We tend to minimise it or deny that it has happened to us.
We get depressed. ‘Why me?’ A cycle of immobilisation
- minimisation - depression often occurs. Those who do break
out of it and manage to accept the reality start testing for
options, often ‘against the clock’ find out that
cancer is an awesome and complex subject providing a great
example of opening a ‘whole can of worms’. Information
overload, specialist language, ignorance of alternatives,
vested interest, lack of co-operation, paradigm gaps, lack
of access to specific information or treatment and a host
of barriers such as language translation exist that prevent
understanding the problem let alone the latest research.

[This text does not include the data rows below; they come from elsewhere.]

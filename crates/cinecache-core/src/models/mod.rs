//! Data models for catalog entities and user state.
//!
//! This module contains the typed records used everywhere downstream of
//! the API client:
//!
//! - `CatalogItem`, `Category`, `QueryResult`: list and search results
//! - `CatalogDetail`, `Trailer`, `CastMember`: the expanded detail record
//! - `FavoriteItem`: an immutable snapshot of a favorited item
//! - `Preferences`, `ViewMode`: persisted display preferences

pub mod detail;
pub mod favorite;
pub mod item;
pub mod preferences;

pub use detail::{CastMember, CatalogDetail, Trailer};
pub use favorite::FavoriteItem;
pub use item::{CatalogItem, Category, CategoryList, QueryResult};
pub use preferences::{Preferences, ViewMode};
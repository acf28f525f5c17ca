//! One-page requests against the discover endpoint.

use serde_json::Value;
use tokio_util::sync::CancellationToken;
use tracing::debug;

use crate::error::DiscoverError;
use crate::filters::{DiscoverFilters, MediaKind};
use crate::transport::{QueryParams, Transport};

/// Upstream paged envelope, parsed defensively: any absent or mistyped
/// field defaults, and records stay raw until mapping validates them.
#[derive(Debug, Clone, Default, PartialEq)]
pub struct PagedResults {
    pub page: u32,
    pub results: Vec<Value>,
    pub total_pages: u32,
    pub total_results: u32,
}

pub(crate) fn parse_paged(payload: &Value) -> PagedResults {
    let field = |key: &str| {
        payload
            .get(key)
            .and_then(Value::as_u64)
            .and_then(|n| u32::try_from(n).ok())
            .unwrap_or(0)
    };
    PagedResults {
        page: field("page"),
        results: payload
            .get("results")
            .and_then(Value::as_array)
            .cloned()
            .unwrap_or_default(),
        total_pages: field("total_pages"),
        total_results: field("total_results"),
    }
}

fn join_ids(ids: &[i64]) -> String {
    ids.iter()
        .map(|id| id.to_string())
        .collect::<Vec<_>>()
        .join(",")
}

/// Deterministic outbound parameter set for one discover page. Rating
/// bounds are clamped into [0, 10], empty bounds are omitted rather
/// than sent as empty strings, and runtime bounds apply to movies only
/// and only when they constrain anything.
pub fn build_discover_params(
    filters: &DiscoverFilters,
    page: u32,
    keyword_ids: &[i64],
) -> QueryParams {
    let mut params: QueryParams = vec![
        ("include_adult".into(), "false".into()),
        ("page".into(), page.to_string()),
        ("sort_by".into(), filters.sort_by.as_str().into()),
    ];

    if !filters.original_language.is_empty() {
        params.push(("with_original_language".into(), filters.original_language.clone()));
    }
    if filters.rating_min.is_finite() {
        let min = filters.rating_min.clamp(0.0, 10.0);
        params.push(("vote_average.gte".into(), min.to_string()));
    }
    if filters.rating_max.is_finite() {
        let max = filters.rating_max.clamp(0.0, 10.0);
        params.push(("vote_average.lte".into(), max.to_string()));
    }
    if !filters.genre_ids.is_empty() {
        params.push(("with_genres".into(), join_ids(&filters.genre_ids)));
    }
    if !keyword_ids.is_empty() {
        params.push(("with_keywords".into(), join_ids(keyword_ids)));
    }

    match filters.media_kind {
        MediaKind::Movie => {
            if !filters.release_from.is_empty() {
                params.push(("primary_release_date.gte".into(), filters.release_from.clone()));
            }
            if !filters.release_to.is_empty() {
                params.push(("primary_release_date.lte".into(), filters.release_to.clone()));
            }
            if filters.runtime_min > 0 {
                params.push(("with_runtime.gte".into(), filters.runtime_min.to_string()));
            }
            if filters.runtime_max > 0 && filters.runtime_max < 300 {
                params.push(("with_runtime.lte".into(), filters.runtime_max.to_string()));
            }
        }
        MediaKind::Tv => {
            if !filters.release_from.is_empty() {
                params.push(("first_air_date.gte".into(), filters.release_from.clone()));
            }
            if !filters.release_to.is_empty() {
                params.push(("first_air_date.lte".into(), filters.release_to.clone()));
            }
        }
    }

    params
}

/// Fetches one discover page. Transport failures propagate uncaught.
pub async fn fetch_page(
    transport: &dyn Transport,
    filters: &DiscoverFilters,
    page: u32,
    keyword_ids: &[i64],
    token: &CancellationToken,
) -> Result<PagedResults, DiscoverError> {
    let path = match filters.media_kind {
        MediaKind::Movie => "/discover/movie",
        MediaKind::Tv => "/discover/tv",
    };
    let params = build_discover_params(filters, page, keyword_ids);
    debug!(path, page, "fetching discover page");
    let payload = transport.get(path, &params, token).await?;
    Ok(parse_paged(&payload))
}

Since an allopathic doctor (Western surgical doctor) is generally
the first point of contact for this dis-ease, cancer is mostly
treated only with chemotherapy, radiotherapy, surgery and
more recent biological breakthroughs in hormone treatment.
Despite billions spent on research these are basically the
same options we had fifty years ago. Essentially the basic
treatment of cancer has not changed for many years.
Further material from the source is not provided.